Лишенный высокой протекции, граф не впал в отчаяние, а самовольно явился в Царское Село, где имел приватную беседу с генерал-лейтенантом Шевичем, командиром Лейб-гвардейского гусарского полка. Горячность корнета и его готовность претерпеть любые лишения, лишь бы получить заветную вакансию, произвели на Ивана Егоровича приятное впечатление. К тому же, военное и штатское образование, которое по условию записи в полк граф Ян Казимир обязался предоставить сыну, было столь блестящим, включая в себя, кроме русской грамоты, арифметики и истории, геометрию, тригонометрию, фортификацию, инженерную часть и военную экзерцицию, что генерал дозволил ему до прохождения аттестации нести полковую службу вне штата на правах юнкера.

Корнет, до этого дня стакана воды из графина не наливший без помощи камердинера, перебрался из Петербургского особняка в казармы, вставал в шесть утра по побудке и, надев простой китель и фуражку, мчался на конюшню — самолично чистить коня.

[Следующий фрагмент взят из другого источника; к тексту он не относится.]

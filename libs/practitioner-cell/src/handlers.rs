use axum::{
    extract::{Extension, Path, Query, State},
    Json,
};
use axum_extra::TypedHeader;
use headers::{Authorization, authorization::Bearer};
use serde::Deserialize;
use serde_json::{json, Value};

use shared_cache::schedule_cache_key;
use shared_models::auth::User;
use shared_models::error::AppError;

use crate::PractitionerState;
use crate::models::{
    AvatarUpload, CreatePractitionerRequest, CreateWorkingScheduleRequest,
    UpdatePractitionerRequest, UpdateWorkingScheduleRequest,
};
use crate::services::{PractitionerService, ScheduleService};

#[derive(Debug, Deserialize)]
pub struct PractitionerListQuery {
    pub limit: Option<i32>,
    pub offset: Option<i32>,
}

// ==============================================================================
// PUBLIC HANDLERS (NO AUTHENTICATION REQUIRED)
// ==============================================================================

#[axum::debug_handler]
pub async fn list_practitioners_public(
    State(state): State<PractitionerState>,
    Query(query): Query<PractitionerListQuery>,
) -> Result<Json<Value>, AppError> {
    let practitioner_service = PractitionerService::new(&state.config);

    let practitioners = practitioner_service.list_practitioners(query.limit, query.offset).await
        .map_err(|e| AppError::Internal(e.to_string()))?;

    Ok(Json(json!({
        "practitioners": practitioners,
        "total": practitioners.len()
    })))
}

#[axum::debug_handler]
pub async fn get_practitioner_public(
    State(state): State<PractitionerState>,
    Path(practitioner_id): Path<String>,
) -> Result<Json<Value>, AppError> {
    let practitioner_service = PractitionerService::new(&state.config);

    let practitioner = practitioner_service.get_practitioner(&practitioner_id).await
        .map_err(|_| AppError::NotFound("Practitioner not found".to_string()))?;

    Ok(Json(json!(practitioner)))
}

#[axum::debug_handler]
pub async fn get_practitioner_schedules_public(
    State(state): State<PractitionerState>,
    Path(practitioner_id): Path<String>,
) -> Result<Json<Value>, AppError> {
    let schedule_service = ScheduleService::new(&state.config);

    let schedules = schedule_service.list_schedules(&practitioner_id, None).await
        .map_err(|e| AppError::Internal(e.to_string()))?;

    Ok(Json(json!({
        "practitioner_id": practitioner_id,
        "schedules": schedules
    })))
}

// ==============================================================================
// PROTECTED PROFILE HANDLERS
// ==============================================================================

#[axum::debug_handler]
pub async fn create_practitioner(
    State(state): State<PractitionerState>,
    TypedHeader(auth): TypedHeader<Authorization<Bearer>>,
    Extension(user): Extension<User>,
    Json(request): Json<CreatePractitionerRequest>,
) -> Result<Json<Value>, AppError> {
    let token = auth.token();

    if !user.is_admin() {
        return Err(AppError::Auth("Only administrators can create practitioner profiles".to_string()));
    }

    let practitioner_service = PractitionerService::new(&state.config);

    let practitioner = practitioner_service.create_practitioner(request, token).await
        .map_err(|e| AppError::Internal(e.to_string()))?;

    Ok(Json(json!(practitioner)))
}

#[axum::debug_handler]
pub async fn update_practitioner(
    State(state): State<PractitionerState>,
    Path(practitioner_id): Path<String>,
    TypedHeader(auth): TypedHeader<Authorization<Bearer>>,
    Extension(user): Extension<User>,
    Json(request): Json<UpdatePractitionerRequest>,
) -> Result<Json<Value>, AppError> {
    let token = auth.token();

    if !user.can_manage_practitioner(&practitioner_id) {
        return Err(AppError::Auth("Not authorized to update this practitioner profile".to_string()));
    }

    let practitioner_service = PractitionerService::new(&state.config);

    let updated = practitioner_service.update_practitioner(&practitioner_id, request, token).await
        .map_err(|e| AppError::Internal(e.to_string()))?;

    Ok(Json(json!(updated)))
}

#[axum::debug_handler]
pub async fn upload_practitioner_avatar(
    State(state): State<PractitionerState>,
    Path(practitioner_id): Path<String>,
    TypedHeader(auth): TypedHeader<Authorization<Bearer>>,
    Extension(user): Extension<User>,
    Json(upload): Json<AvatarUpload>,
) -> Result<Json<Value>, AppError> {
    let token = auth.token();

    if user.id != practitioner_id {
        return Err(AppError::Auth("Not authorized to upload an avatar for this practitioner".to_string()));
    }

    let practitioner_service = PractitionerService::new(&state.config);

    let avatar_url = practitioner_service.upload_avatar(&practitioner_id, &upload.file_data, token).await
        .map_err(|e| AppError::Internal(e.to_string()))?;

    Ok(Json(json!({ "avatar_url": avatar_url })))
}

// ==============================================================================
// WORKING SCHEDULE HANDLERS (Practitioner Configuration)
// ==============================================================================

#[axum::debug_handler]
pub async fn create_schedule(
    State(state): State<PractitionerState>,
    Path(practitioner_id): Path<String>,
    TypedHeader(auth): TypedHeader<Authorization<Bearer>>,
    Extension(user): Extension<User>,
    Json(request): Json<CreateWorkingScheduleRequest>,
) -> Result<Json<Value>, AppError> {
    let token = auth.token();

    if !user.can_manage_practitioner(&practitioner_id) {
        return Err(AppError::Auth("Not authorized to create schedules for this practitioner".to_string()));
    }

    let schedule_service = ScheduleService::new(&state.config);

    let schedule = schedule_service.create_schedule(&practitioner_id, request, token).await
        .map_err(|e| AppError::BadRequest(e.to_string()))?;

    state.schedule_cache.invalidate(&schedule_cache_key(&practitioner_id)).await;

    Ok(Json(json!(schedule)))
}

#[axum::debug_handler]
pub async fn update_schedule(
    State(state): State<PractitionerState>,
    Path((practitioner_id, schedule_id)): Path<(String, String)>,
    TypedHeader(auth): TypedHeader<Authorization<Bearer>>,
    Extension(user): Extension<User>,
    Json(request): Json<UpdateWorkingScheduleRequest>,
) -> Result<Json<Value>, AppError> {
    let token = auth.token();

    if !user.can_manage_practitioner(&practitioner_id) {
        return Err(AppError::Auth("Not authorized to update schedules for this practitioner".to_string()));
    }

    let schedule_service = ScheduleService::new(&state.config);

    let updated = schedule_service.update_schedule(&schedule_id, request, token).await
        .map_err(|e| AppError::BadRequest(e.to_string()))?;

    state.schedule_cache.invalidate(&schedule_cache_key(&practitioner_id)).await;

    Ok(Json(json!(updated)))
}

#[axum::debug_handler]
pub async fn delete_schedule(
    State(state): State<PractitionerState>,
    Path((practitioner_id, schedule_id)): Path<(String, String)>,
    TypedHeader(auth): TypedHeader<Authorization<Bearer>>,
    Extension(user): Extension<User>,
) -> Result<Json<Value>, AppError> {
    let token = auth.token();

    if !user.can_manage_practitioner(&practitioner_id) {
        return Err(AppError::Auth("Not authorized to delete schedules for this practitioner".to_string()));
    }

    let schedule_service = ScheduleService::new(&state.config);

    schedule_service.delete_schedule(&schedule_id, token).await
        .map_err(|e| AppError::Internal(e.to_string()))?;

    state.schedule_cache.invalidate(&schedule_cache_key(&practitioner_id)).await;

    Ok(Json(json!({ "success": true })))
}
use axum::{
    Router,
    middleware,
    routing::{get, patch, post},
};

use shared_utils::extractor::auth_middleware;

use crate::BookingState;
use crate::handlers;

pub fn booking_routes(state: BookingState) -> Router {
    // Public routes (no authentication required)
    let public_routes = Router::new()
        .route("/services", get(handlers::list_services_public))
        .route("/practitioners/{practitioner_id}/slots", get(handlers::get_available_slots_public));

    // Protected routes (authentication required)
    let protected_routes = Router::new()
        .route("/appointments", post(handlers::create_appointment))
        .route("/appointments", get(handlers::list_appointments))
        .route("/appointments/{appointment_id}/confirm", patch(handlers::confirm_appointment))
        .route("/appointments/{appointment_id}/cancel", patch(handlers::cancel_appointment))
        .layer(middleware::from_fn_with_state(state.config.clone(), auth_middleware));

    Router::new()
        .merge(public_routes)
        .merge(protected_routes)
        .with_state(state)
}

В Царское Село он взял с собой гнедого красавца Йорика, резвого английского скакуна-двухлетку, оставив второго предназначавшегося для службы коня на домашней конюшне, дожидаться вакансии. Отводил Йорика на водопой, задавал овсу, и только потом шел умываться и завтракать. Завтрак нижних чинов состоял из чая с хлебом, и корнет делил его со своими будущими подчиненными, не гнушаясь ни простым разговором, ни дружеской шуткой. После чего, по причине его ничуть не радовавшей, время, предназначенное на бритье, уделял чтению воинских уставов.

Учения, обед щами да кашей, с прибавлением розовой ветчины и эмментальского сыру из собственного запаса, потом снова экзерциции в выездке и стрельбе. И так до вечера, когда, после сигнала трубы к отбою, юнкер снова превращался в блестящего обер-офицера и светского повесу и шел наносить визиты друзьям по полку или отправлялся в офицерское собрание.

Через месяц пришел ответ на его прошение. «Зачислить в полк сообразно результатам аттестации». Экзаменовал его лично Шевич, и Войцех, показавший себя с лучших сторон как на письменном испытании по всем воинским наукам, так и в манеже, был, наконец, принят в полк корнетом, с зачислением на довольствие. Жалование его составило двести семьдесят шесть рублей в год, и Шемет, только за лошадей выложивший по тысяче целковых, понял, наконец, почему за последний год обер-офицерский состав Лейб-гвардейского гусарского полка обновился чуть не в половину.

Повышение в гвардии шло быстрее, славы и почета было больше, связи и знакомства заводились самые блестящие. Но отцовские имения шли с молотка, небольшие состояния перекочевывали к портным, шорникам и скорнякам. А также к держателям рестораций и не упоминаемых в свете общественных домов. Гусары жили весело и широко, несмотря на всеобщую нехватку денег, и особенно широкий размах этот разгул принял теперь, когда предчувствие скорой войны заставляло молодежь лихорадочно прожигать последние дни мирной жизни.